• **DATA FOR THIS TASK**

use std::fmt;

use serde::ser::{Serialize, SerializeMap, Serializer};
use tracing::debug;

/// The eight physiological measurements collected by the assessment form.
#[derive(Debug, Clone, Copy, PartialEq, Eq, Hash, PartialOrd, Ord)]
pub enum MeasurementField {
    Pregnancies,
    Glucose,
    BloodPressure,
    SkinThickness,
    Insulin,
    Bmi,
    DiabetesPedigreeFunction,
    Age,
}

/// Static description of how a field is named on the wire and shown on screen.
#[derive(Debug, Clone, Copy, PartialEq, Eq)]
pub struct FieldDescriptor {
    pub field: MeasurementField,
    pub name: &'static str,
    pub label: &'static str,
    pub placeholder: &'static str,
}

/// Display and wire order of the assessment form.
pub const FIELD_DESCRIPTORS: [FieldDescriptor; 8] = [
    FieldDescriptor {
        field: MeasurementField::Pregnancies,
        name: "pregnancies",
        label: "Pregnancies",
        placeholder: "Enter pregnancies",
    },
    FieldDescriptor {
        field: MeasurementField::Glucose,
        name: "glucose",
        label: "Glucose",
        placeholder: "Enter glucose",
    },
    FieldDescriptor {
        field: MeasurementField::BloodPressure,
        name: "bloodPressure",
        label: "Blood Pressure",
        placeholder: "Enter blood pressure",
    },
    FieldDescriptor {
        field: MeasurementField::SkinThickness,
        name: "skinThickness",
        label: "Skin Thickness",
        placeholder: "Enter skin thickness",
    },
    FieldDescriptor {
        field: MeasurementField::Insulin,
        name: "insulin",
        label: "Insulin",
        placeholder: "Enter insulin",
    },
    FieldDescriptor {
        field: MeasurementField::Bmi,
        name: "bmi",
        label: "BMI",
        placeholder: "Enter bmi",
    },
    FieldDescriptor {
        field: MeasurementField::DiabetesPedigreeFunction,
        name: "diabetesPedigreeFunction",
        label: "Diabetes Pedigree Function",
        placeholder: "Enter diabetes pedigree function",
    },
    FieldDescriptor {
        field: MeasurementField::Age,
        name: "age",
        label: "Age",
        placeholder: "Enter age",
    },
];

impl MeasurementField {
    pub const ALL: [Self; 8] = [
        Self::Pregnancies,
        Self::Glucose,
        Self::BloodPressure,
        Self::SkinThickness,
        Self::Insulin,
        Self::Bmi,
        Self::DiabetesPedigreeFunction,
        Self::Age,
    ];

    fn index(self) -> usize {
        self as usize
    }

    pub fn descriptor(self) -> &'static FieldDescriptor {
        &FIELD_DESCRIPTORS[self.index()]
    }

    /// Key used in the prediction request body and in form posts.
    pub fn name(self) -> &'static str {
        self.descriptor().name
    }

    pub fn label(self) -> &'static str {
        self.descriptor().label
    }

    /// Exact, case-sensitive lookup of a wire name.
    pub fn from_name(name: &str) -> Option<Self> {
        FIELD_DESCRIPTORS
            .iter()
            .find(|descriptor| descriptor.name == name)
            .map(|descriptor| descriptor.field)
    }
}

impl fmt::Display for MeasurementField {
    fn fmt(&self, f: &mut fmt::Formatter<'_>) -> fmt::Result {
        f.write_str(self.name())
    }
}

/// Raw, unvalidated text for every measurement field.
///
/// Serializes as a JSON object whose keys are the eight wire names in form
/// order and whose values are the strings exactly as entered.
#[derive(Debug, Clone, Default, PartialEq, Eq)]
pub struct FieldSet {
    values: [String; 8],
}

impl FieldSet {
    pub fn get(&self, field: MeasurementField) -> &str {
        &self.values[field.index()]
    }

    pub fn set(&mut self, field: MeasurementField, value: impl Into<String>) {
        self.values[field.index()] = value.into();
    }

    pub fn iter(&self) -> impl Iterator<Item = (MeasurementField, &str)> + '_ {
        MeasurementField::ALL
            .into_iter()
            .map(move |field| (field, self.get(field)))
    }

    /// Fields that would fail the required-value contract of the form.
    ///
    /// Whitespace-only text counts as empty, matching what a numeric input
    /// reports for it.
    pub fn missing_fields(&self) -> Vec<MeasurementField> {
        self.iter()
            .filter(|(_, value)| value.trim().is_empty())
            .map(|(field, _)| field)
            .collect()
    }

    pub fn is_complete(&self) -> bool {
        self.missing_fields().is_empty()
    }
}

impl Serialize for FieldSet {
    fn serialize<S>(&self, serializer: S) -> Result<S::Ok, S::Error>
    where
        S: Serializer,
    {
        let mut map = serializer.serialize_map(Some(self.values.len()))?;
        for (field, value) in self.iter() {
            map.serialize_entry(field.name(), value)?;
        }
        map.end()
    }
}

/// Returned when a form post names a field the assessment does not collect.
#[derive(Debug, Clone, PartialEq, Eq, thiserror::Error)]
#[error("unknown assessment field '{0}'")]
pub struct UnknownField(pub String);

/// Editable form state backing the assessment page.
#[derive(Debug, Clone, Default)]
pub struct AssessmentForm {
    fields: FieldSet,
}

impl AssessmentForm {
    pub fn new() -> Self {
        Self::default()
    }

    pub fn set_field(&mut self, field: MeasurementField, value: impl Into<String>) {
        let value = value.into();
        debug!(field = field.name(), len = value.len(), "assessment field updated");
        self.fields.set(field, value);
    }

    pub fn set_field_by_name(
        &mut self,
        name: &str,
        value: impl Into<String>,
    ) -> Result<MeasurementField, UnknownField> {
        let field = MeasurementField::from_name(name).ok_or_else(|| UnknownField(name.into()))?;
        self.set_field(field, value);
        Ok(field)
    }

    pub fn value(&self, field: MeasurementField) -> &str {
        self.fields.get(field)
    }

    /// Copy of the current values, taken once per submission attempt.
    pub fn snapshot(&self) -> FieldSet {
        self.fields.clone()
    }
}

• **EXERCISE OBJECTIVE**
Every entry shown above should be written out again without a single difference.

• **SOLUTION TO THE EXERCISE**
use std::fmt;

use serde::ser::{Serialize, SerializeMap, Serializer};
use tracing::debug;

/// The eight physiological measurements collected by the assessment form.
#[derive(Debug, Clone, Copy, PartialEq, Eq, Hash, PartialOrd, Ord)]
pub enum MeasurementField {
    Pregnancies,
    Glucose,
    BloodPressure,
    SkinThickness,
    Insulin,
    Bmi,
    DiabetesPedigreeFunction,
    Age,
}

/// Static description of how a field is named on the wire and shown on screen.
#[derive(Debug, Clone, Copy, PartialEq, Eq)]
pub struct FieldDescriptor {
    pub field: MeasurementField,
    pub name: &'static str,
    pub label: &'static str,
    pub placeholder: &'static str,
}

/// Display and wire order of the assessment form.
pub const FIELD_DESCRIPTORS: [FieldDescriptor; 8] = [
    FieldDescriptor {
        field: MeasurementField::Pregnancies,
        name: "pregnancies",
        label: "Pregnancies",
        placeholder: "Enter pregnancies",
    },
    FieldDescriptor {
        field: MeasurementField::Glucose,
        name: "glucose",
        label: "Glucose",
        placeholder: "Enter glucose",
    },
    FieldDescriptor {
        field: MeasurementField::BloodPressure,
        name: "bloodPressure",
        label: "Blood Pressure",
        placeholder: "Enter blood pressure",
    },
    FieldDescriptor {
        field: MeasurementField::SkinThickness,
        name: "skinThickness",
        label: "Skin Thickness",
        placeholder: "Enter skin thickness",
    },
    FieldDescriptor {
        field: MeasurementField::Insulin,
        name: "insulin",
        label: "Insulin",
        placeholder: "Enter insulin",
    },
    FieldDescriptor {
        field: MeasurementField::Bmi,
        name: "bmi",
        label: "BMI",
        placeholder: "Enter bmi",
    },
    FieldDescriptor {
        field: MeasurementField::DiabetesPedigreeFunction,
        name: "diabetesPedigreeFunction",
        label: "Diabetes Pedigree Function",
        placeholder: "Enter diabetes pedigree function",
    },
    FieldDescriptor {
        field: MeasurementField::Age,
        name: "age",
        label: "Age",
        placeholder: "Enter age",
    },
];

impl MeasurementField {
    pub const ALL: [Self; 8] = [
        Self::Pregnancies,
        Self::Glucose,
        Self::BloodPressure,
        Self::SkinThickness,
        Self::Insulin,
        Self::Bmi,
        Self::DiabetesPedigreeFunction,
        Self::Age,
    ];

    fn index(self) -> usize {
        self as usize
    }

    pub fn descriptor(self) -> &'static FieldDescriptor {
        &FIELD_DESCRIPTORS[self.index()]
    }

    /// Key used in the prediction request body and in form posts.
    pub fn name(self) -> &'static str {
        self.descriptor().name
    }

    pub fn label(self) -> &'static str {
        self.descriptor().label
    }

    /// Exact, case-sensitive lookup of a wire name.
    pub fn from_name(name: &str) -> Option<Self> {
        FIELD_DESCRIPTORS
            .iter()
            .find(|descriptor| descriptor.name == name)
            .map(|descriptor| descriptor.field)
    }
}

impl fmt::Display for MeasurementField {
    fn fmt(&self, f: &mut fmt::Formatter<'_>) -> fmt::Result {
        f.write_str(self.name())
    }
}

/// Raw, unvalidated text for every measurement field.
///
/// Serializes as a JSON object whose keys are the eight wire names in form
/// order and whose values are the strings exactly as entered.
#[derive(Debug, Clone, Default, PartialEq, Eq)]
pub struct FieldSet {
    values: [String; 8],
}

impl FieldSet {
    pub fn get(&self, field: MeasurementField) -> &str {
        &self.values[field.index()]
    }

    pub fn set(&mut self, field: MeasurementField, value: impl Into<String>) {
        self.values[field.index()] = value.into();
    }

    pub fn iter(&self) -> impl Iterator<Item = (MeasurementField, &str)> + '_ {
        MeasurementField::ALL
            .into_iter()
            .map(move |field| (field, self.get(field)))
    }

    /// Fields that would fail the required-value contract of the form.
    ///
    /// Whitespace-only text counts as empty, matching what a numeric input
    /// reports for it.
    pub fn missing_fields(&self) -> Vec<MeasurementField> {
        self.iter()
            .filter(|(_, value)| value.trim().is_empty())
            .map(|(field, _)| field)
            .collect()
    }

    pub fn is_complete(&self) -> bool {
        self.missing_fields().is_empty()
    }
}

impl Serialize for FieldSet {
    fn serialize<S>(&self, serializer: S) -> Result<S::Ok, S::Error>
    where
        S: Serializer,
    {
        let mut map = serializer.serialize_map(Some(self.values.len()))?;
        for (field, value) in self.iter() {
            map.serialize_entry(field.name(), value)?;
        }
        map.end()
    }
}

/// Returned when a form post names a field the assessment does not collect.
#[derive(Debug, Clone, PartialEq, Eq, thiserror::Error)]
#[error("unknown assessment field '{0}'")]
pub struct UnknownField(pub String);

/// Editable form state backing the assessment page.
#[derive(Debug, Clone, Default)]
pub struct AssessmentForm {
    fields: FieldSet,
}

impl AssessmentForm {
    pub fn new() -> Self {
        Self::default()
    }

    pub fn set_field(&mut self, field: MeasurementField, value: impl Into<String>) {
        let value = value.into();
        debug!(field = field.name(), len = value.len(), "assessment field updated");
        self.fields.set(field, value);
    }

    pub fn set_field_by_name(
        &mut self,
        name: &str,
        value: impl Into<String>,
    ) -> Result<MeasurementField, UnknownField> {
        let field = MeasurementField::from_name(name).ok_or_else(|| UnknownField(name.into()))?;
        self.set_field(field, value);
        Ok(field)
    }

    pub fn value(&self, field: MeasurementField) -> &str {
        self.fields.get(field)
    }

    /// Copy of the current values, taken once per submission attempt.
    pub fn snapshot(&self) -> FieldSet {
        self.fields.clone()
    }
}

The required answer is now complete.